== Problem details ==
Every line from the first in the listing below to the line containing "impl Schedule for" is to be repeated exactly, and no line past it.

== Data extract ==
* * *

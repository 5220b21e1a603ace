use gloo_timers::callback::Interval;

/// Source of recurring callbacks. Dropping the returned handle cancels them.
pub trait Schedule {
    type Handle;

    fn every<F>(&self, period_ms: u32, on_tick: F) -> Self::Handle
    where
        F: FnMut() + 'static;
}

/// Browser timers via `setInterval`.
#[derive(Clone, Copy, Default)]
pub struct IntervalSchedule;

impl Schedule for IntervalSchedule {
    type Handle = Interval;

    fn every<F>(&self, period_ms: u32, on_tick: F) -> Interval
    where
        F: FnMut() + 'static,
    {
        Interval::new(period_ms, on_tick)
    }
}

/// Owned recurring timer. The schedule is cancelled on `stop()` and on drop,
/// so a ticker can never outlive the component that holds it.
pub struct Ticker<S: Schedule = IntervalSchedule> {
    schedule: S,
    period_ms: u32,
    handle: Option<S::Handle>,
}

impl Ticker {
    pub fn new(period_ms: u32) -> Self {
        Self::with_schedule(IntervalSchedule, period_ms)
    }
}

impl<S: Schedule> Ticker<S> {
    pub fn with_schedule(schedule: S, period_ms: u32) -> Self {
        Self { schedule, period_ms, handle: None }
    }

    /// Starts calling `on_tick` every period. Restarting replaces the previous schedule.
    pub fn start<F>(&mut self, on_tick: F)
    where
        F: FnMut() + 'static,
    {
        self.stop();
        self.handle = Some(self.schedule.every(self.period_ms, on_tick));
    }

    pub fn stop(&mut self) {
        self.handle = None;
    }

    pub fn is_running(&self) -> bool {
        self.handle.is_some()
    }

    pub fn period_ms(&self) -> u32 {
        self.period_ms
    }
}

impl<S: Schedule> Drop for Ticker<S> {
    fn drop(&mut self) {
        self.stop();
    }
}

* * *

== Solution to the exercise ==
repository 5220b21e1a603ace
use gloo_timers::callback::Interval;

/// Source of recurring callbacks. Dropping the returned handle cancels them.
pub trait Schedule {
    type Handle;

    fn every<F>(&self, period_ms: u32, on_tick: F) -> Self::Handle
    where
        F: FnMut() + 'static;
}

/// Browser timers via `setInterval`.
#[derive(Clone, Copy, Default)]
pub struct IntervalSchedule;

impl Schedule for IntervalSchedule {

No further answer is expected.